Whites in Chicago, New York, Boston, and Detroit responded with violence to the mere notion of integration. Northern Whites pleaded that court-ordered desegregation infringed upon their rights. Rather than integrate schools, they sought different options, all of which weakened the traditional public school system. Whites fled to the suburbs, leaving behind cities depleted of investment and a tax base. Building on a long national history of racial redlining and discriminatory loan practices since the early 1900s, legal and extralegal barriers ensured that suburban enclaves remained White. Whites also claimed to be paying more taxes than Black families and families of color and therefore entitled to better schooling, even if unequal. When busing remedies were proposed to rectify ongoing segregation, Whites across the North actively demonstrated against it. In the most “liberal” of American spaces, like Chicago and Boston, Whites practiced the same modes of resistance as they did in Dixie to avoid integration.
White parents in
the North made it clear that they were not opposed to sending their kids to schools with Black or Brown children, per se. Northerners had witnessed a decade of civil rights struggle in the South, where children were harassed, protesters and activists killed, and the US military called in to escort Black students to White schools. Northerners were not like that.
Northern Whites instead directed their angst against the process of desegregation. To them, the process was unfair, especially busing. Many northern cities had developed plans to transport students across neighborhoods to mitigate the effects of segregation. This was a way of responding to increasing pressure from civil rights coalitions whose members held no illusions—segregation was upheld north of the Mason-Dixon Line as fiercely as it was below it. Infuriated Whites across the North raised such a clamor against busing that it effectively shaped the platforms of presidential candidates and the Civil Rights Act of 1964. Though busing by court order or by school districts voluntarily actually affected a miniscule portion of the northern school population, the issue captured the attention of the nation.

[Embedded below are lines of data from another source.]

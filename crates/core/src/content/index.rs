//! In-memory site index.
//!
//! A read-only snapshot of the content graph, built by
//! [`crate::store::SiteDb::load_index`] and shared across request handlers
//! behind an `Arc`.

use std::collections::{HashMap, HashSet};

use super::{Adjacent, ContentSource, Post, PostStatus, TenantDirectory, WidgetKind};
use crate::Error;

/// A taxonomy term.
#[derive(Debug, Clone, PartialEq, Eq)]
pub struct Term {
    pub id: u64,
    pub taxonomy: String,
    pub slug: String,
}

/// Snapshot of posts, terms, widgets and tenants.
#[derive(Debug, Clone, Default)]
pub struct SiteIndex {
    posts: HashMap<u64, Post>,
    permalinks: HashMap<u64, String>,
    taxonomies: HashMap<String, Vec<String>>,
    terms: HashMap<u64, Term>,
    assignments: HashMap<u64, Vec<u64>>,
    archives: HashSet<String>,
    widgets: HashMap<WidgetKind, String>,
    tenants: Vec<u64>,
}

impl SiteIndex {
    pub fn new() -> Self {
        Self::default()
    }

    pub fn insert_post(&mut self, post: Post, permalink: Option<String>) {
        if let Some(link) = permalink {
            self.permalinks.insert(post.id, link);
        }
        self.posts.insert(post.id, post);
    }

    pub fn register_taxonomy(&mut self, post_type: &str, taxonomy: &str) {
        let registered = self.taxonomies.entry(post_type.to_string()).or_default();
        if !registered.iter().any(|t| t == taxonomy) {
            registered.push(taxonomy.to_string());
        }
    }

    pub fn insert_term(&mut self, term: Term) {
        self.terms.insert(term.id, term);
    }

    pub fn assign_term(&mut self, post_id: u64, term_id: u64) {
        let assigned = self.assignments.entry(post_id).or_default();
        if !assigned.contains(&term_id) {
            assigned.push(term_id);
        }
    }

    pub fn enable_archive(&mut self, post_type: &str) {
        self.archives.insert(post_type.to_string());
    }

    pub fn set_widget(&mut self, kind: WidgetKind, widget_id: &str) {
        self.widgets.insert(kind, widget_id.to_string());
    }

    pub fn add_tenant(&mut self, blog_id: u64) {
        if !self.tenants.contains(&blog_id) {
            self.tenants.push(blog_id);
        }
    }

    pub fn post_count(&self) -> usize {
        self.posts.len()
    }
}

impl ContentSource for SiteIndex {
    fn post(&self, id: u64) -> Option<Post> {
        self.posts.get(&id).cloned()
    }

    fn permalink(&self, id: u64) -> Option<String> {
        self.permalinks.get(&id).cloned()
    }

    /// Ordering is by publish time, ties broken by id, among published posts
    /// of the same content type.
    fn adjacent_posts(&self, id: u64) -> Adjacent {
        let Some(current) = self.posts.get(&id) else {
            return Adjacent::default();
        };
        let key = (current.published_at, current.id);

        let siblings = self
            .posts
            .values()
            .filter(|p| p.id != id && p.status == PostStatus::Publish && p.post_type == current.post_type);

        let mut adjacent = Adjacent::default();
        let mut prev_key = None;
        let mut next_key = None;
        for post in siblings {
            let candidate = (post.published_at, post.id);
            if candidate < key && prev_key.is_none_or(|best| candidate > best) {
                prev_key = Some(candidate);
                adjacent.previous = Some(post.id);
            } else if candidate > key && next_key.is_none_or(|best| candidate < best) {
                next_key = Some(candidate);
                adjacent.next = Some(post.id);
            }
        }
        adjacent
    }

    fn taxonomies_for(&self, post_type: &str) -> Vec<String> {
        self.taxonomies.get(post_type).cloned().unwrap_or_default()
    }

    fn terms_for(&self, post_id: u64, taxonomy: &str) -> Vec<u64> {
        self.assignments
            .get(&post_id)
            .map(|ids| {
                ids.iter()
                    .copied()
                    .filter(|id| self.terms.get(id).is_some_and(|t| t.taxonomy == taxonomy))
                    .collect()
            })
            .unwrap_or_default()
    }

    fn has_archive(&self, post_type: &str) -> bool {
        self.archives.contains(post_type)
    }

    fn widget_instance(&self, kind: WidgetKind) -> Option<String> {
        self.widgets.get(&kind).cloned()
    }

    fn term_by_slug(&self, taxonomy: &str, slug: &str) -> Option<u64> {
        self.terms
            .values()
            .find(|t| t.taxonomy == taxonomy && t.slug == slug)
            .map(|t| t.id)
    }
}

impl TenantDirectory for SiteIndex {
    fn tenant_ids(&self) -> Result<Vec<u64>, Error> {
        if self.tenants.is_empty() {
            return Err(Error::TenantListUnavailable);
        }
        Ok(self.tenants.clone())
    }
}
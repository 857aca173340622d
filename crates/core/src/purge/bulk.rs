//! Bulk purge-by-list.
//!
//! An administrator submits a selector and a list of entries, one per line
//! or comma separated. Each entry becomes at most one tag. A bad entry is
//! reported and skipped; only a malformed form aborts the batch.

use std::str::FromStr;
use std::sync::LazyLock;

use regex::Regex;
use schemars::JsonSchema;
use serde::{Deserialize, Serialize};

use crate::content::{CATEGORY_TAXONOMY, ContentSource, PostStatus, TAG_TAXONOMY};
use crate::tag::{SiteOrigin, Tag, url_tag};
use crate::Error;

static SLUG: LazyLock<Regex> = LazyLock::new(|| Regex::new(r"^[A-Za-z0-9-]+$").expect("slug pattern compiles"));

/// Raw bulk purge submission.
#[derive(Debug, Clone, Default, Serialize, Deserialize, JsonSchema)]
pub struct PurgeListForm {
    /// What the list entries are: `category`, `post_id`, `tag` or `url`.
    pub select: Option<String>,
    /// Entries separated by newlines or commas.
    pub list: Option<String>,
}

/// Kind of entry in a purge list.
#[derive(Debug, Clone, Copy, PartialEq, Eq)]
pub enum PurgeSelector {
    Category,
    PostId,
    Tag,
    Url,
}

impl FromStr for PurgeSelector {
    type Err = Error;

    fn from_str(s: &str) -> Result<Self, Self::Err> {
        match s.trim() {
            "category" => Ok(PurgeSelector::Category),
            "post_id" | "post-id" | "postid" => Ok(PurgeSelector::PostId),
            "tag" => Ok(PurgeSelector::Tag),
            "url" => Ok(PurgeSelector::Url),
            other => Err(Error::MalformedForm(format!("unknown selector: {other}"))),
        }
    }
}

#[derive(Debug, Clone, Copy, PartialEq, Eq, Serialize, Deserialize, JsonSchema)]
#[serde(rename_all = "snake_case")]
pub enum NoticeLevel {
    Success,
    Error,
}

/// A user-visible message about one entry.
#[derive(Debug, Clone, PartialEq, Eq, Serialize, Deserialize, JsonSchema)]
pub struct Notice {
    pub level: NoticeLevel,
    pub message: String,
}

impl Notice {
    fn success(message: String) -> Self {
        Self { level: NoticeLevel::Success, message }
    }

    fn error(message: String) -> Self {
        Self { level: NoticeLevel::Error, message }
    }
}

/// Tags accepted from a list, plus a notice for every entry in input order.
#[derive(Debug, Clone, Default, PartialEq, Eq)]
pub struct BulkOutcome {
    pub tags: Vec<Tag>,
    pub notices: Vec<Notice>,
}

/// Validate a purge list and convert each accepted entry into a tag.
///
/// # Errors
///
/// Returns `Error::MalformedForm` when `select` or `list` is missing or the
/// selector is unknown, and `Error::EmptyInput` when the list is blank.
pub fn purge_list(source: &dyn ContentSource, origin: &SiteOrigin, form: &PurgeListForm) -> Result<BulkOutcome, Error> {
    let (Some(select), Some(list)) = (form.select.as_deref(), form.list.as_deref()) else {
        return Err(Error::MalformedForm("both select and list are required".into()));
    };

    if list.trim().is_empty() {
        return Err(Error::EmptyInput);
    }

    let selector: PurgeSelector = select.parse()?;

    let mut outcome = BulkOutcome::default();
    for entry in list.split([',', '\n', '\r']).map(str::trim).filter(|e| !e.is_empty()) {
        match validate_entry(source, origin, selector, entry) {
            Ok(tag) => {
                outcome.notices.push(Notice::success(format!("Purge {} {entry}", selector_label(selector))));
                outcome.tags.push(tag);
            }
            Err(e) if !e.is_per_item() => return Err(e),
            Err(e) => {
                tracing::warn!(entry, error = %e, "rejected purge list entry");
                outcome.notices.push(Notice::error(e.to_string()));
            }
        }
    }

    Ok(outcome)
}

/// Convert one list entry into its tag.
///
/// # Errors
///
/// Returns `InvalidIdentifier` for a malformed slug or post id, `NotFound`
/// for an entity that does not exist (or a post that is not published), and
/// `InvalidUrl` for a URL that cannot be tagged.
pub fn validate_entry(
    source: &dyn ContentSource, origin: &SiteOrigin, selector: PurgeSelector, entry: &str,
) -> Result<Tag, Error> {
    match selector {
        PurgeSelector::Category => term_entry(source, CATEGORY_TAXONOMY, "category", entry),
        PurgeSelector::Tag => term_entry(source, TAG_TAXONOMY, "tag", entry),
        PurgeSelector::PostId => {
            if !entry.bytes().all(|b| b.is_ascii_digit()) {
                return Err(Error::InvalidIdentifier(format!("post id {entry}")));
            }
            let id: u64 = entry.parse().map_err(|_| Error::InvalidIdentifier(format!("post id {entry}")))?;
            match source.post(id) {
                Some(post) if post.status == PostStatus::Publish => Ok(Tag::post(id)),
                _ => Err(Error::NotFound(format!("published post {id}"))),
            }
        }
        PurgeSelector::Url => url_tag(origin, entry),
    }
}

fn term_entry(source: &dyn ContentSource, taxonomy: &str, label: &str, slug: &str) -> Result<Tag, Error> {
    if !SLUG.is_match(slug) {
        return Err(Error::InvalidIdentifier(format!("{label} {slug}")));
    }
    source
        .term_by_slug(taxonomy, slug)
        .map(Tag::term)
        .ok_or_else(|| Error::NotFound(format!("{label} {slug}")))
}

fn selector_label(selector: PurgeSelector) -> &'static str {
    match selector {
        PurgeSelector::Category => "category",
        PurgeSelector::PostId => "post",
        PurgeSelector::Tag => "tag",
        PurgeSelector::Url => "url",
    }
}
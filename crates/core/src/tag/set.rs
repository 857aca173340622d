//! Insertion-ordered, deduplicated tag collections.

use std::collections::HashSet;

use super::Tag;

/// A set of tags that remembers first-insertion order.
///
/// Header output must be byte-stable across runs, so iteration order is the
/// order tags were first added rather than hash order.
#[derive(Debug, Clone, Default, PartialEq, Eq)]
pub struct TagSet {
    tags: Vec<Tag>,
    seen: HashSet<Tag>,
}

impl TagSet {
    pub fn new() -> Self {
        Self::default()
    }

    /// Insert a tag, returning `false` if it was already present.
    pub fn insert(&mut self, tag: Tag) -> bool {
        if !self.seen.insert(tag.clone()) {
            return false;
        }
        self.tags.push(tag);
        true
    }

    pub fn contains(&self, tag: &Tag) -> bool {
        self.seen.contains(tag)
    }

    pub fn contains_wildcard(&self) -> bool {
        self.tags.iter().any(Tag::is_wildcard)
    }

    pub fn is_subset(&self, other: &TagSet) -> bool {
        self.tags.iter().all(|tag| other.contains(tag))
    }

    pub fn len(&self) -> usize {
        self.tags.len()
    }

    pub fn is_empty(&self) -> bool {
        self.tags.is_empty()
    }

    pub fn iter(&self) -> std::slice::Iter<'_, Tag> {
        self.tags.iter()
    }

    pub fn as_slice(&self) -> &[Tag] {
        &self.tags
    }

    pub fn into_vec(self) -> Vec<Tag> {
        self.tags
    }
}

impl Extend<Tag> for TagSet {
    fn extend<I: IntoIterator<Item = Tag>>(&mut self, iter: I) {
        for tag in iter {
            self.insert(tag);
        }
    }
}

impl FromIterator<Tag> for TagSet {
    fn from_iter<I: IntoIterator<Item = Tag>>(iter: I) -> Self {
        let mut set = Self::new();
        set.extend(iter);
        set
    }
}

impl IntoIterator for TagSet {
    type Item = Tag;
    type IntoIter = std::vec::IntoIter<Tag>;

    fn into_iter(self) -> Self::IntoIter {
        self.tags.into_iter()
    }
}

impl<'a> IntoIterator for &'a TagSet {
    type Item = &'a Tag;
    type IntoIter = std::slice::Iter<'a, Tag>;

    fn into_iter(self) -> Self::IntoIter {
        self.tags.iter()
    }
}

/// Remove duplicates from `tags`, keeping the first occurrence of each.
pub fn dedup_in_place(tags: &mut Vec<Tag>) {
    let mut seen = HashSet::with_capacity(tags.len());
    tags.retain(|tag| seen.insert(tag.clone()));
}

The impact of White northern reaction to desegregation was widespread and ultimately devastating to public education. Parents and policymakers in New York, Chicago, Detroit, and Boston inspired widespread divestment from education. Many northern Whites perpetuated the belief that public education was broken beyond repair. It was now a broken system not worth investing in. Former Harvard president James Conant’s influential book Slums and Suburbs portrayed a dismal scene of urban education while using the rhetoric of “slums” that framed Black neighborhoods as inherently inferior places. Best-selling author, education reformer, and homeschooling advocate John Holt even referred to students in urban public schools as “slum children.” Americans widely saw public schools in “blighted” cities as a “blackboard jungle,” believing that such schools—and consequently their children—were in peril. Jonathan Kozol, a teacher in the Boston public schools who published the award-winning Death at an Early Age, provided a view from the trenches in the 1960s. For Kozol, public education was not only failing; it was slowly killing kids, existentially and physically. He claimed that students in American schools were part of “a losing battle to survive.” The same message was reinforced by popular historian Nat Hentoff in These Children Are Dying.7
Calls increased for America to heed the warning signs and scrap the public school system altogether. This toxic mindset made choice palatable to the majority of Americans nationwide, not just as a way to avoid the prospect of widescale desegregation in the South.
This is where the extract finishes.